/ 1 April 2005

Wee Willie Winkie gunning it through town

Until recently Mr Smith had a microscopic penis. As he browsed bookshops for biographies of Napoleon it cowered in the draperies of his underwear, an embryonic chipolata, a coy love-prawn. Mrs Smith tried to reassure him, but he was certain that the harpies at her depraved book-club gatherings talked of nothing else, crooking little fingers and revelling in his genetic betrayal.

A few months ago he tried ordering a course of He-Man MaxiBulge-2000 pills, but when the sales rep on the phone asked him his name, and he offered Mr Smith, she yelled that she was tired of dealing with needle-dicked cheeseballs in raincoats who weren’t man enough to give their real names, and hung up. Some time later he bought a device called Crankshaft ProThrust, which used the principles of traction and looked like a method of extracting confessions from medieval Catholics. Its gleaming steel rods and screws seemed terribly impressive as he took it out of its box, but Mr Smith soon tired of trying to explain away the Tinker-Toy outline in his pants (“I have pelvic polio … It’s an ant-farm for my boy, a surprise you see …”) and the clanking when he walked only made things worse.

And then, out of the blue, a brochure arrived for Cornucopia. Nestled in Buenos Aires’s old Nuremberg suburb, the clinic promised 24-hour room service, oompah bands on call, and safe, cost-effective surgical penis enhancements. It was too good to be true. Pretty nurses would strum ukuleles as he drifted off; Dr Lebensraum would delicately suck fat from Mr Smith’s stomach and inject it into his member; and he would awake with Manhattan architecture soaring from his nethers.

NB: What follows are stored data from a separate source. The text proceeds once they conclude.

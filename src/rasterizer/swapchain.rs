//! Multi-buffered render targets
//!
//! Write commands fill the back buffer, `present` hands the most recently
//! written buffer to a window and promotes it to front.

use crate::error::{RenderError, RenderResult};

use super::image::{Image, ImageProp};

/// Anything that can show a finished image
pub trait Window {
    fn present(&mut self, image: &Image);
}

/// One step of frame generation, run in push order against the back buffer
pub type WriteCommand<C> = Box<dyn FnMut(&mut Image, &mut C)>;

pub struct Swapchain<C> {
    images: Vec<Image>,
    commands: Vec<WriteCommand<C>>,
    front: usize,
    /// Slot written since the last present, if any
    pending: Option<usize>,
}

impl<C> Swapchain<C> {
    pub fn new(prop: ImageProp, count: usize) -> RenderResult<Self> {
        if count == 0 {
            return Err(RenderError::EmptySwapchain);
        }
        check_dimensions(prop)?;
        Ok(Self {
            images: (0..count).map(|_| Image::new(prop)).collect(),
            commands: Vec::new(),
            front: 0,
            pending: None,
        })
    }

    pub fn len(&self) -> usize {
        self.images.len()
    }

    pub fn is_empty(&self) -> bool {
        self.images.is_empty()
    }

    pub fn prop(&self) -> ImageProp {
        self.images[self.front].prop()
    }

    pub fn push_write_command<F>(&mut self, command: F)
    where
        F: FnMut(&mut Image, &mut C) + 'static,
    {
        self.commands.push(Box::new(command));
    }

    /// Run every write command against the next slot. Returns that slot.
    pub fn acquire_and_write(&mut self, ctx: &mut C) -> usize {
        let slot = (self.front + 1) % self.images.len();
        let image = &mut self.images[slot];
        for command in &mut self.commands {
            command(image, ctx);
        }
        self.pending = Some(slot);
        slot
    }

    /// Show the last written image and make it the front buffer
    pub fn present<W: Window + ?Sized>(&mut self, window: &mut W) -> RenderResult<()> {
        let slot = self.pending.take().ok_or(RenderError::NothingToPresent)?;
        window.present(&self.images[slot]);
        self.front = slot;
        Ok(())
    }

    /// Image most recently presented (slot 0 before the first present)
    pub fn front(&self) -> &Image {
        &self.images[self.front]
    }

    /// Reallocate every buffer. Pending writes are dropped.
    pub fn resize(&mut self, prop: ImageProp) -> RenderResult<()> {
        check_dimensions(prop)?;
        for image in &mut self.images {
            image.resize(prop);
        }
        self.pending = None;
        tracing::debug!(width = prop.width, height = prop.height, "swapchain resized");
        Ok(())
    }
}

fn check_dimensions(prop: ImageProp) -> RenderResult<()> {
    if prop.width == 0 || prop.height == 0 {
        return Err(RenderError::InvalidDimensions {
            width: prop.width,
            height: prop.height,
        });
    }
    Ok(())
}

And so it was. Seven days later Mr Smith arrived home R18 000 poorer and 3cm longer. It had all been quick, relatively painless, but much, much cheaper than buying a Land Rover.

Indeed, it seems that those who continue to buy the four-wheel-drive codpieces that clog our highways haven’t yet done the maths.

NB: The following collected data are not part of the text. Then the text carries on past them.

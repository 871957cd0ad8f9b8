//! Error type shared by the library
//!
//! Geometry never fails: degenerate or off-screen primitives are dropped
//! silently by the pipeline. Errors only come from setup and I/O.

use std::path::PathBuf;

pub type RenderResult<T> = Result<T, RenderError>;

#[derive(thiserror::Error, Debug)]
pub enum RenderError {
    #[error("invalid image dimensions {width}x{height}")]
    InvalidDimensions { width: usize, height: usize },

    #[error("swapchain needs at least one buffer")]
    EmptySwapchain,

    #[error("no frame has been written yet")]
    NothingToPresent,

    #[error("thread pool error: {0}")]
    ThreadPool(String),

    #[error("obj parse error at line {line}: {message}")]
    Obj { line: usize, message: String },

    #[error("IO error on {path}: {source}")]
    Io {
        path: PathBuf,
        #[source]
        source: std::io::Error,
    },

    #[error("parse error: {0}")]
    Parse(#[from] ron::error::SpannedError),

    #[error("serialize error: {0}")]
    Serialize(#[from] ron::Error),

    #[error("image encode error: {0}")]
    Encode(#[from] ::image::ImageError),
}

impl RenderError {
    pub fn io(path: impl Into<PathBuf>, source: std::io::Error) -> Self {
        Self::Io {
            path: path.into(),
            source,
        }
    }

    pub fn obj(line: usize, message: impl Into<String>) -> Self {
        Self::Obj {
            line,
            message: message.into(),
        }
    }
}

According to Land Rover SA’s website, Range Rovers “start at R769 000”. In other words, if you want one with all the trimmings (condor-hide upholstery stuffed with the moustache hair of 100-year-old Spanish nuns, and so on) you’re looking at something around R800 000. For that much, given that Mr Smith paid about R6 000 a centimetre, Cornucopia could sculpt a not inconsiderable 1,3m of what Marvin Gaye would have called sweet lovin’, an endowment that would need not only confidence to carry off, but also a compact system of slings and pulleys.

Of course, Land Rover owners are currently too busy being angry about shoddy service to worry about such puerile concerns. Every day more disgruntled buyers join the chorus, this one having discovered his onboard caviar diluted with sago, that one incensed that the emergency life-raft had inflated and fired a flare into the ceiling while she was dropping off her daughter at day-care. Last month their protests were given an expensive exclamation mark by one Andy Gray of Cape Town, who thought it prudent to spend R22 000 on a half-page newspaper advertisement listing his gripes. It was a bold stand by consumers, but it raised an interesting question. Namely: If a rich person shafts another rich person, does anyone care?

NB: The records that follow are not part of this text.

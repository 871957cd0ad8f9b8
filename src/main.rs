//! Trapeze viewer: software-rasterized mesh in a macroquad window
//!
//! Controls:
//! - WASD / QE: move, right mouse drag: look
//! - C: cycle cull mode, P: toggle parallel rows
//! - Tab: toggle half-resolution rendering

use std::path::PathBuf;

use clap::Parser;
use macroquad::prelude as mq;
use trapeze::rasterizer::{CullMode, Image, ImageProp, RasterSettings, Swapchain, Window};
use trapeze::world::{load_config, RenderConfig, Scene};

/// Version from Cargo.toml
pub const VERSION: &str = env!("CARGO_PKG_VERSION");

#[derive(Parser, Debug)]
#[command(name = "trapeze", version)]
struct Args {
    /// Render configuration (RON).
    #[arg(long)]
    config: Option<PathBuf>,

    /// OBJ mesh to show instead of the configured one.
    #[arg(long)]
    mesh: Option<PathBuf>,
}

fn window_conf() -> mq::Conf {
    mq::Conf {
        window_title: format!("Trapeze v{}", VERSION),
        window_width: 960,
        window_height: 720,
        window_resizable: true,
        high_dpi: true,
        ..Default::default()
    }
}

/// Blits presented images into the macroquad window, letterboxed
struct MacroquadWindow;

impl Window for MacroquadWindow {
    fn present(&mut self, image: &Image) {
        let (Ok(tw), Ok(th)) = (u16::try_from(image.width()), u16::try_from(image.height())) else {
            tracing::warn!(width = image.width(), height = image.height(), "image too large to blit");
            return;
        };
        let (w, h) = (image.width() as f32, image.height() as f32);
        let texture = mq::Texture2D::from_rgba8(tw, th, image.as_bytes());
        texture.set_filter(mq::FilterMode::Nearest);

        let scale = (mq::screen_width() / w).min(mq::screen_height() / h);
        let (dw, dh) = (w * scale, h * scale);
        mq::draw_texture_ex(
            &texture,
            (mq::screen_width() - dw) * 0.5,
            (mq::screen_height() - dh) * 0.5,
            mq::WHITE,
            mq::DrawTextureParams {
                dest_size: Some(mq::vec2(dw, dh)),
                ..Default::default()
            },
        );
    }
}

fn next_cull(mode: CullMode) -> CullMode {
    match mode {
        CullMode::Cw => CullMode::Ccw,
        CullMode::Ccw => CullMode::None,
        CullMode::None => CullMode::Cw,
    }
}

fn update_camera(scene: &mut Scene, config: &RenderConfig, last_mouse: &mut (f32, f32)) {
    let dt = mq::get_frame_time();
    let speed = config.camera.move_speed * dt;

    let axis = |pos: mq::KeyCode, neg: mq::KeyCode| -> f32 {
        (mq::is_key_down(pos) as i32 - mq::is_key_down(neg) as i32) as f32
    };
    scene.camera.move_local(
        axis(mq::KeyCode::W, mq::KeyCode::S) * speed,
        axis(mq::KeyCode::D, mq::KeyCode::A) * speed,
        axis(mq::KeyCode::E, mq::KeyCode::Q) * speed,
    );

    let mouse = mq::mouse_position();
    if mq::is_mouse_button_down(mq::MouseButton::Right) {
        let rs = config.camera.rotate_speed;
        scene
            .camera
            .rotate(-(mouse.1 - last_mouse.1) * rs, (mouse.0 - last_mouse.0) * rs);
    }
    *last_mouse = mouse;
}

fn load_settings(args: &Args) -> RenderConfig {
    match &args.config {
        Some(path) => match load_config(path) {
            Ok(config) => config,
            Err(e) => {
                tracing::warn!("failed to load {}: {e}, using defaults", path.display());
                RenderConfig::default()
            }
        },
        None => RenderConfig::default(),
    }
}

#[macroquad::main(window_conf)]
async fn main() {
    tracing_subscriber::fmt::init();
    let args = Args::parse();
    let config = load_settings(&args);

    let mut scene = match Scene::from_config(&config, args.mesh.as_deref()) {
        Ok(scene) => scene,
        Err(e) => {
            tracing::error!("failed to set up scene: {e}");
            return;
        }
    };

    let full = config.prop();
    let half = ImageProp::new((full.width / 2).max(1), (full.height / 2).max(1));
    let mut swapchain: Swapchain<Scene> = match Swapchain::new(full, config.swapchain_buffers) {
        Ok(chain) => chain,
        Err(e) => {
            tracing::error!("failed to create swapchain: {e}");
            return;
        }
    };
    swapchain.push_write_command(|image, scene: &mut Scene| scene.clear(image));
    swapchain.push_write_command(|image, scene: &mut Scene| {
        scene.draw(image);
    });

    let mut window = MacroquadWindow;
    let mut last_mouse = mq::mouse_position();
    let mut half_res = false;

    loop {
        if mq::is_key_pressed(mq::KeyCode::Escape) {
            break;
        }

        if mq::is_key_pressed(mq::KeyCode::Tab) {
            half_res = !half_res;
            if let Err(e) = swapchain.resize(if half_res { half } else { full }) {
                tracing::warn!("resize failed: {e}");
            }
        }

        if mq::is_key_pressed(mq::KeyCode::C) || mq::is_key_pressed(mq::KeyCode::P) {
            let current = scene.pipeline.settings();
            let settings = RasterSettings {
                cull: if mq::is_key_pressed(mq::KeyCode::C) { next_cull(current.cull) } else { current.cull },
                threads: if mq::is_key_pressed(mq::KeyCode::P) {
                    current.threads.xor(Some(4))
                } else {
                    current.threads
                },
                ..current.clone()
            };
            tracing::info!(cull = ?settings.cull, threads = ?settings.threads, "raster settings changed");
            if let Err(e) = scene.pipeline.set_settings(settings) {
                tracing::warn!("failed to apply settings: {e}");
            }
        }

        update_camera(&mut scene, &config, &mut last_mouse);
        scene.advance(mq::get_frame_time());

        mq::clear_background(mq::BLACK);
        swapchain.acquire_and_write(&mut scene);
        if let Err(e) = swapchain.present(&mut window) {
            tracing::warn!("present failed: {e}");
        }

        let stats = scene.last_stats;
        mq::draw_text(
            &format!(
                "{}x{}  tris {}  culled {}  split {}  traps {}  px {}  fps {}",
                swapchain.prop().width,
                swapchain.prop().height,
                stats.triangles,
                stats.culled,
                stats.split,
                stats.trapezoids,
                stats.pixels,
                mq::get_fps()
            ),
            10.0,
            20.0,
            18.0,
            mq::WHITE,
        );

        mq::next_frame().await
    }
}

Naturally this is just middle- class sour grapes. The wealthy are as entitled as the poor to good service. It’s just that they really should keep their voices down, lest we notice them and ask what it feels like to drive an R800 000 toy through a country in which that amount could feed a rural family of 10 for just more than 35 years.

But people have rights. They have the right to spend their money however they want. They have the right to rub it in the noses of those who have none.

And they also have the right to a smoke and a blindfold when the revolution comes and they’re put up against a wall.